Nello specifico, vengono narrati 20 minuti della vita di una ragazza, dal momento in cui viene rapinata da un cliente e lasciata in strada.
Da quel momento inizierà il viaggio su un autobus che “la porterà tra le braccia del suo pappone, – come si legge nella sinossi – ma questo viaggio è il viaggio di tutta la sua vita, racchiude il suo passato, il presente e forse il suo futuro”. Una storia, quella scritta da Gianfreda assieme a Filippo Brambilla e prodotta dalla riminese Coffee Time Film, che si ispira a una vicenda realmente accaduta.
Come approcciarsi a un tema come quello della prostituzione, già ampiamente trattato da molti?
“Il corto riprende l’argomento di un documentario che ho girato qualche anno fa proprio sulla prostituzione, – risponde Kristian Gianfreda – però lo fa in una maniera completamente diversa. L’intento è di andare oltre l’apparenza, oltre la maschera per entrare nella testa e nel cuore della protagonista. E per raggiungere questo scopo abbiamo mischiato più generi, dando un’atmosfera un po’ onirica alla storia”.
Solo cose belle aveva già una forte dimensione di realtà al suo interno. È stata una scelta mantenuta anche per Ballerina?
“Nei miei film desidero che ci siano delle emozioni vere. Ed è importante per me essere onesto. Per esempio sul set di ‘Solo cose belle’ ho deciso che ci fossero veramente persone con disabilità a recitare, perché ritenevo che avrebbero dato una dimensione di verità al film. In questo corto, la storia si ispira a fatti realmente accaduti. Il cinema è la via privilegiata per parlare delle situazioni di emarginazione. Anche perché può farlo con un linguaggio a volte divertente, umoristico, e altre volte più serio”.
Quanto sono durate le riprese?
“Cinque giorni. Abbiamo girato sempre dalle quattro e mezza circa di pomeriggio fino alle due o tre di notte, perché il cortometraggio è ambientato in una notte sola”.
Com’è fare le riprese nella zona di Rimini e nei suoi dintorni?

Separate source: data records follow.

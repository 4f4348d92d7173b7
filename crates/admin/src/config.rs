//! Admin configuration loaded from environment variables.
//!
//! # Environment Variables
//!
//! ## Optional
//! - `CLAUDE_API_KEY` - Anthropic Claude API key. When unset, AI copy is
//!   disabled and the dashboard shows fallback text instead.
//! - `CLAUDE_MODEL` - Claude model ID (default: claude-sonnet-4-20250514)
//! - `CLAUDE_MAX_TOKENS` - Response token limit (default: 1024)
//! - `CLAUDE_API_URL` - Messages endpoint (default: Anthropic's public API)
//! - `SENTRY_DSN` - Sentry error tracking DSN
//! - `SENTRY_ENVIRONMENT` - Sentry environment name
//! - `SENTRY_SAMPLE_RATE` - Error sample rate (default: 1.0)
//! - `SENTRY_TRACES_SAMPLE_RATE` - Traces sample rate (default: 1.0)

use secrecy::SecretString;
use thiserror::Error;

const DEFAULT_CLAUDE_MODEL: &str = "claude-sonnet-4-20250514";
const DEFAULT_CLAUDE_MAX_TOKENS: u32 = 1024;

/// Anthropic Messages API endpoint.
pub const DEFAULT_CLAUDE_API_URL: &str = "https://api.anthropic.com/v1/messages";

/// Fragments found in sample keys copied from docs or `.env.example`.
const SAMPLE_KEY_MARKERS: &[&str] = &["your", "changeme", "placeholder", "example", "xxx", "<", ">"];

/// Shorter than any key the API issues.
const MIN_API_KEY_LEN: usize = 20;

/// Configuration errors that can occur during loading.
#[derive(Debug, Error)]
pub enum ConfigError {
    #[error("Invalid environment variable {0}: {1}")]
    InvalidEnvVar(String, String),
    #[error("Insecure secret in {0}: {1}")]
    InsecureSecret(String, String),
}

/// Admin dashboard configuration.
#[derive(Debug, Clone)]
pub struct AdminConfig {
    /// Claude AI configuration (`None` disables AI copy)
    pub claude: Option<ClaudeConfig>,
    /// Sentry DSN for error tracking
    pub sentry_dsn: Option<String>,
    /// Sentry environment (e.g., "development", "production")
    pub sentry_environment: Option<String>,
    /// Sentry error sample rate (0.0 to 1.0)
    pub sentry_sample_rate: f32,
    /// Sentry traces sample rate for performance monitoring (0.0 to 1.0)
    pub sentry_traces_sample_rate: f32,
}

/// Claude AI API configuration.
///
/// Implements `Debug` manually to redact the API key.
#[derive(Clone)]
pub struct ClaudeConfig {
    /// Anthropic API key
    pub api_key: SecretString,
    /// Model ID (e.g., claude-sonnet-4-20250514)
    pub model: String,
    /// Maximum tokens per response
    pub max_tokens: u32,
    /// Messages endpoint URL
    pub api_url: String,
}

impl ClaudeConfig {
    /// Configuration for `api_key` with default model, limit and endpoint.
    #[must_use]
    pub fn new(api_key: SecretString) -> Self {
        Self {
            api_key,
            model: DEFAULT_CLAUDE_MODEL.to_string(),
            max_tokens: DEFAULT_CLAUDE_MAX_TOKENS,
            api_url: DEFAULT_CLAUDE_API_URL.to_string(),
        }
    }
}

impl std::fmt::Debug for ClaudeConfig {
    fn fmt(&self, f: &mut std::fmt::Formatter<'_>) -> std::fmt::Result {
        f.debug_struct("ClaudeConfig")
            .field("api_key", &"[REDACTED]")
            .field("model", &self.model)
            .field("max_tokens", &self.max_tokens)
            .field("api_url", &self.api_url)
            .finish()
    }
}

impl AdminConfig {
    /// Load configuration from environment variables.
    ///
    /// Calls `dotenvy::dotenv()` to load from `.env` file if present.
    ///
    /// # Errors
    ///
    /// Returns `ConfigError` if a variable is set but invalid, or if the
    /// Claude API key looks like a sample value.
    pub fn from_env() -> Result<Self, ConfigError> {
        // Load .env file if present (ignore errors if not found)
        let _ = dotenvy::dotenv();

        let claude = ClaudeConfig::from_env()?;
        if claude.is_none() {
            tracing::warn!("CLAUDE_API_KEY not set, AI copy generation disabled");
        }

        let sentry_dsn = get_optional_env("SENTRY_DSN");
        let sentry_environment = get_optional_env("SENTRY_ENVIRONMENT");
        let sentry_sample_rate = get_optional_env("SENTRY_SAMPLE_RATE")
            .and_then(|s| s.parse().ok())
            .unwrap_or(1.0);
        let sentry_traces_sample_rate = get_optional_env("SENTRY_TRACES_SAMPLE_RATE")
            .and_then(|s| s.parse().ok())
            .unwrap_or(1.0);

        Ok(Self {
            claude,
            sentry_dsn,
            sentry_environment,
            sentry_sample_rate,
            sentry_traces_sample_rate,
        })
    }

    /// Returns a reference to the Claude configuration, if available.
    ///
    /// Returns `None` if `CLAUDE_API_KEY` was not set, which disables
    /// AI-generated copy.
    #[must_use]
    pub const fn claude(&self) -> Option<&ClaudeConfig> {
        self.claude.as_ref()
    }
}

impl ClaudeConfig {
    fn from_env() -> Result<Option<Self>, ConfigError> {
        let Some(api_key) = get_optional_env("CLAUDE_API_KEY") else {
            return Ok(None);
        };
        check_api_key(&api_key)?;

        let max_tokens = get_env_or_default(
            "CLAUDE_MAX_TOKENS",
            &DEFAULT_CLAUDE_MAX_TOKENS.to_string(),
        )
        .parse::<u32>()
        .map_err(|e| ConfigError::InvalidEnvVar("CLAUDE_MAX_TOKENS".to_string(), e.to_string()))?;

        Ok(Some(Self {
            api_key: SecretString::from(api_key),
            model: get_env_or_default("CLAUDE_MODEL", DEFAULT_CLAUDE_MODEL),
            max_tokens,
            api_url: get_env_or_default("CLAUDE_API_URL", DEFAULT_CLAUDE_API_URL),
        }))
    }
}

// =============================================================================
// Helper Functions
// =============================================================================

/// Get an optional, non-empty environment variable.
fn get_optional_env(key: &str) -> Option<String> {
    std::env::var(key).ok().filter(|value| !value.is_empty())
}

/// Get an environment variable with a default value.
fn get_env_or_default(key: &str, default: &str) -> String {
    get_optional_env(key).unwrap_or_else(|| default.to_string())
}

/// Reject values that cannot be a real API key.
fn check_api_key(key: &str) -> Result<(), ConfigError> {
    let insecure = |reason: String| ConfigError::InsecureSecret("CLAUDE_API_KEY".to_string(), reason);

    if key.chars().any(char::is_whitespace) {
        return Err(insecure("contains whitespace".to_string()));
    }
    if key.len() < MIN_API_KEY_LEN {
        return Err(insecure(format!("too short ({} chars)", key.len())));
    }

    let lower = key.to_ascii_lowercase();
    match SAMPLE_KEY_MARKERS.iter().find(|marker| lower.contains(**marker)) {
        Some(marker) => Err(insecure(format!("looks like a sample value (contains '{marker}')"))),
        None => Ok(()),
    }
}

#[cfg(test)]
mod tests {
    use super::*;

    #[test]
    fn test_sample_keys_are_rejected() {
        for key in ["your-api-key-goes-here-please", "sk-ant-REDACTED", "<CLAUDE_API_KEY_VALUE>"] {
            assert!(
                matches!(check_api_key(key), Err(ConfigError::InsecureSecret(_, _))),
                "{key}"
            );
        }
    }

    #[test]
    fn test_short_or_spaced_keys_are_rejected() {
        assert!(check_api_key("sk-ant-123").is_err());
        assert!(check_api_key("sk-ant-aB3xY9mK2nL5 pQ7rT0uW4zC6").is_err());
    }

    #[test]
    fn test_real_looking_key_is_accepted() {
        assert!(check_api_key("sk-ant-REDACTED").is_ok());
    }

    #[test]
    fn test_claude_config_defaults() {
        let config = ClaudeConfig::new(SecretString::from("sk-ant-test"));
        assert_eq!(config.model, "claude-sonnet-4-20250514");
        assert_eq!(config.max_tokens, 1024);
        assert_eq!(config.api_url, DEFAULT_CLAUDE_API_URL);
    }

    #[test]
    fn test_claude_config_debug_redacts_secrets() {
        let config = ClaudeConfig::new(SecretString::from("sk-ant-super-secret-key"));

        let debug_output = format!("{config:?}");

        assert!(debug_output.contains("claude-sonnet-4-20250514"));
        assert!(debug_output.contains("[REDACTED]"));
        assert!(!debug_output.contains("sk-ant-super-secret-key"));
    }

    #[test]
    fn test_admin_config_without_claude() {
        let config = AdminConfig {
            claude: None,
            sentry_dsn: None,
            sentry_environment: None,
            sentry_sample_rate: 1.0,
            sentry_traces_sample_rate: 1.0,
        };
        assert!(config.claude().is_none());
    }
}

“È molto emozionante. Le architetture e i colori sono in un certo senso quelli giusti, quelli che avevo immaginato. E questa corrispondenza riesce a dare una maggior consistenza alle riprese”.
Il cortometraggio è finanziato dalla campagna di sensibilizzazione nazionale Nemmeno con un fiore! Stop alla violenza di genere della Comunità Papa Giovanni XXIII di Rimini, realizzata con il contributo della Presidenza del Consiglio dei Ministri, Dipartimento per le Pari Opportunità.